Через неделю после возвращения из Парижа мама вместе с Алексом приехали за мной в пансион. Почему она ждала так долго, мучилась я. Именно тогда я впервые стала с некоторой неловкостью осознавать, что им, возможно, хотелось побыть вдвоем, без меня. Отъезд из школы был одним из счастливейших моментов. Погода уже стояла по-зимнему мрачная, но дома царила атмосфера ликования. У нас есть билеты на корабль, отходящий из Лиссабона! Мы скоро уедем! Прошел слух, что безопаснее пересекать испанскую границу на поезде, чем на автомобиле, поскольку железнодорожные пограничники терпимее относятся к евреям, чем их коллеги на дорогах. Хотя Алекс уже накопил купонов на бензин, мы решили поехать до испанской границы на поезде, затем на другом – в Мадрид, а оттуда отправиться в Лиссабон. В поезде из Ниццы в Испанию я впервые увидела, как мама с Алексом ссорятся.

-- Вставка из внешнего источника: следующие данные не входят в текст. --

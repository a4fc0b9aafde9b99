use crate::error::{GraphError, Result};
use crate::graph::{Edge, GraphMode, LinkGraph};
use std::collections::HashSet;
use std::ops::RangeInclusive;

pub const DEFAULT_MIN_DEGREE: usize = 10;
pub const DEFAULT_MAX_NODES: usize = 100;

/// Thresholds selecting which part of the graph is shown
#[derive(Debug, Clone, Copy, PartialEq, Eq)]
pub struct FilterParams {
    pub min_degree: usize,
    pub max_nodes: usize,
}

impl FilterParams {
    pub fn new(min_degree: usize, max_nodes: usize) -> Result<Self> {
        if max_nodes == 0 {
            return Err(GraphError::InvalidFilter(
                "max_nodes must be at least 1".to_string(),
            ));
        }
        Ok(Self {
            min_degree,
            max_nodes,
        })
    }
}

impl Default for FilterParams {
    fn default() -> Self {
        Self {
            min_degree: DEFAULT_MIN_DEGREE,
            max_nodes: DEFAULT_MAX_NODES,
        }
    }
}

/// Bounds of the dashboard controls for a graph mode
#[derive(Debug, Clone, PartialEq, Eq)]
pub struct FilterLimits {
    pub min_degree: RangeInclusive<usize>,
    pub max_nodes: RangeInclusive<usize>,
}

impl FilterLimits {
    pub fn for_mode(mode: GraphMode) -> Self {
        let max_nodes = match mode {
            GraphMode::Strict => 100..=900,
            GraphMode::Open => 100..=1000,
        };
        Self {
            min_degree: 0..=70,
            max_nodes,
        }
    }

    pub fn clamp(&self, params: FilterParams) -> FilterParams {
        FilterParams {
            min_degree: params
                .min_degree
                .clamp(*self.min_degree.start(), *self.min_degree.end()),
            max_nodes: params
                .max_nodes
                .clamp(*self.max_nodes.start(), *self.max_nodes.end()),
        }
    }

    pub fn check(&self, params: &FilterParams) -> Result<()> {
        if !self.min_degree.contains(&params.min_degree) {
            return Err(GraphError::InvalidFilter(format!(
                "min degree {} is outside {}..={}",
                params.min_degree,
                self.min_degree.start(),
                self.min_degree.end()
            )));
        }
        if !self.max_nodes.contains(&params.max_nodes) {
            return Err(GraphError::InvalidFilter(format!(
                "max nodes {} is outside {}..={}",
                params.max_nodes,
                self.max_nodes.start(),
                self.max_nodes.end()
            )));
        }
        Ok(())
    }
}

/// A projection of a [`LinkGraph`]; borrows the base graph and never changes it.
#[derive(Debug, Clone)]
pub struct FilteredView<'g> {
    pub graph: &'g LinkGraph,
    pub params: FilterParams,
    pub nodes: Vec<&'g str>,
    pub edges: Vec<&'g Edge>,
}

impl FilteredView<'_> {
    /// Rendering needs at least one node and one edge.
    pub fn is_renderable(&self) -> bool {
        !self.nodes.is_empty() && !self.edges.is_empty()
    }
}

impl LinkGraph {
    /// Keep nodes with `degree >= min_degree`, then the first `max_nodes` of
    /// those in node order. Truncation follows input order, not degree.
    pub fn filter(&self, params: &FilterParams) -> FilteredView<'_> {
        let nodes: Vec<&str> = self
            .nodes
            .iter()
            .map(String::as_str)
            .filter(|id| self.degree(id) >= params.min_degree)
            .take(params.max_nodes)
            .collect();

        let shown: HashSet<&str> = nodes.iter().copied().collect();
        let edges = self
            .edges
            .iter()
            .filter(|e| shown.contains(e.source.as_str()) && shown.contains(e.target.as_str()))
            .collect();

        FilteredView {
            graph: self,
            params: *params,
            nodes,
            edges,
        }
    }
}
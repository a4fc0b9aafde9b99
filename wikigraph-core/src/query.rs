use crate::graph::LinkGraph;
use crate::normalize::normalize_id;
use serde::Serialize;
use std::collections::HashMap;

#[derive(Debug, Clone, PartialEq, Eq, Serialize)]
pub struct NeighborCount {
    pub id: String,
    pub count: usize,
}

/// Incoming and outgoing neighbors of one node, grouped by frequency
#[derive(Debug, Clone, PartialEq, Eq, Serialize)]
pub struct Adjacency {
    pub id: String,
    pub incoming: Vec<NeighborCount>,
    pub outgoing: Vec<NeighborCount>,
    pub incoming_total: usize,
    pub outgoing_total: usize,
}

#[derive(Debug, Clone, PartialEq, Eq)]
pub enum SearchOutcome {
    Found(Adjacency),
    NotFound { query: String },
}

impl LinkGraph {
    /// Look up a page by raw name. The input is normalized first; unknown
    /// pages are reported, not treated as errors.
    pub fn search(&self, raw: &str) -> SearchOutcome {
        let id = normalize_id(raw);
        if !self.contains(&id) {
            return SearchOutcome::NotFound { query: id };
        }

        let mut incoming = Vec::new();
        let mut outgoing = Vec::new();
        for edge in &self.edges {
            if edge.target == id {
                incoming.push(edge.source.as_str());
            }
            if edge.source == id {
                outgoing.push(edge.target.as_str());
            }
        }

        Adjacency {
            incoming_total: incoming.len(),
            outgoing_total: outgoing.len(),
            incoming: count_neighbors(&incoming),
            outgoing: count_neighbors(&outgoing),
            id,
        }
        .into()
    }
}

impl From<Adjacency> for SearchOutcome {
    fn from(adjacency: Adjacency) -> Self {
        SearchOutcome::Found(adjacency)
    }
}

/// Frequency table, most frequent first; ties keep first-seen order.
pub fn count_neighbors(ids: &[&str]) -> Vec<NeighborCount> {
    let mut index: HashMap<&str, usize> = HashMap::new();
    let mut counts: Vec<NeighborCount> = Vec::new();
    for &id in ids {
        match index.get(id) {
            Some(&pos) => counts[pos].count += 1,
            None => {
                index.insert(id, counts.len());
                counts.push(NeighborCount {
                    id: id.to_string(),
                    count: 1,
                });
            }
        }
    }
    counts.sort_by(|a, b| b.count.cmp(&a.count));
    counts
}

#[cfg(test)]
mod tests {
    use super::*;

    #[test]
    fn test_count_neighbors_orders_by_frequency() {
        let counts = count_neighbors(&["b", "a", "c", "a", "c", "a"]);
        let flat: Vec<(&str, usize)> = counts.iter().map(|n| (n.id.as_str(), n.count)).collect();
        assert_eq!(flat, vec![("a", 3), ("c", 2), ("b", 1)]);
    }

    #[test]
    fn test_count_neighbors_ties_keep_first_seen() {
        let counts = count_neighbors(&["z", "y", "x", "y", "z"]);
        let ids: Vec<&str> = counts.iter().map(|n| n.id.as_str()).collect();
        assert_eq!(ids, vec!["z", "y", "x"]);
    }

    #[test]
    fn test_count_neighbors_empty() {
        assert!(count_neighbors(&[]).is_empty());
    }
}
use thiserror::Error;
use wikigraph_dataset::LoadError;

#[derive(Error, Debug)]
pub enum GraphError {
    #[error(transparent)]
    Load(#[from] LoadError),

    #[error("Invalid filter: {0}")]
    InvalidFilter(String),

    #[error("Unknown report format: {0}")]
    UnknownFormat(String),

    #[error("IO error: {0}")]
    Io(#[from] std::io::Error),

    #[error("Serialization error: {0}")]
    Serialize(#[from] serde_json::Error),
}

pub type Result<T> = std::result::Result<T, GraphError>;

Мы с матерью сидели в купе и читали – Алекс сидел на полке напротив нас. На остановке в окрестностях Тулузы в купе вошел мужчина с длинной бородой, в черном плаще до пят и с маленькой круглой шапочкой на затылке. Он сел рядом с Алексом, и тот, поморщившись, пересел. Наш попутчик, который до того улыбался, вдруг помрачнел. Мама принялась бросать на Алекса гневные взгляды, шипеть: “Позор! Какое хамство!” Она заискивающе улыбалась нашему соседу, а тот благодарно улыбался ей в ответ. Через час он вышел из купе, поклонившись нам и бросив последний благодарный взгляд маме. Дождавшись, пока он не скроется вдали, она напустилась на Алекса:
– Я всегда знала, что ты антисемит, но еврей-антисемит – это особенно омерзительно! – кричала она. – Это было совершенно грубо и по-хамски!
Алекс с виноватым видом пытался заговорить:
– Но бубуська… Прости, бубуська…
Мама не унималась:
– Рядом с тобой садится совершенно приличный раввин, а ты оскорбляешь его и пересаживаешься! Тебе самому не стыдно? Еврейский антисемитизм – это чудовищно, особенно в наше время!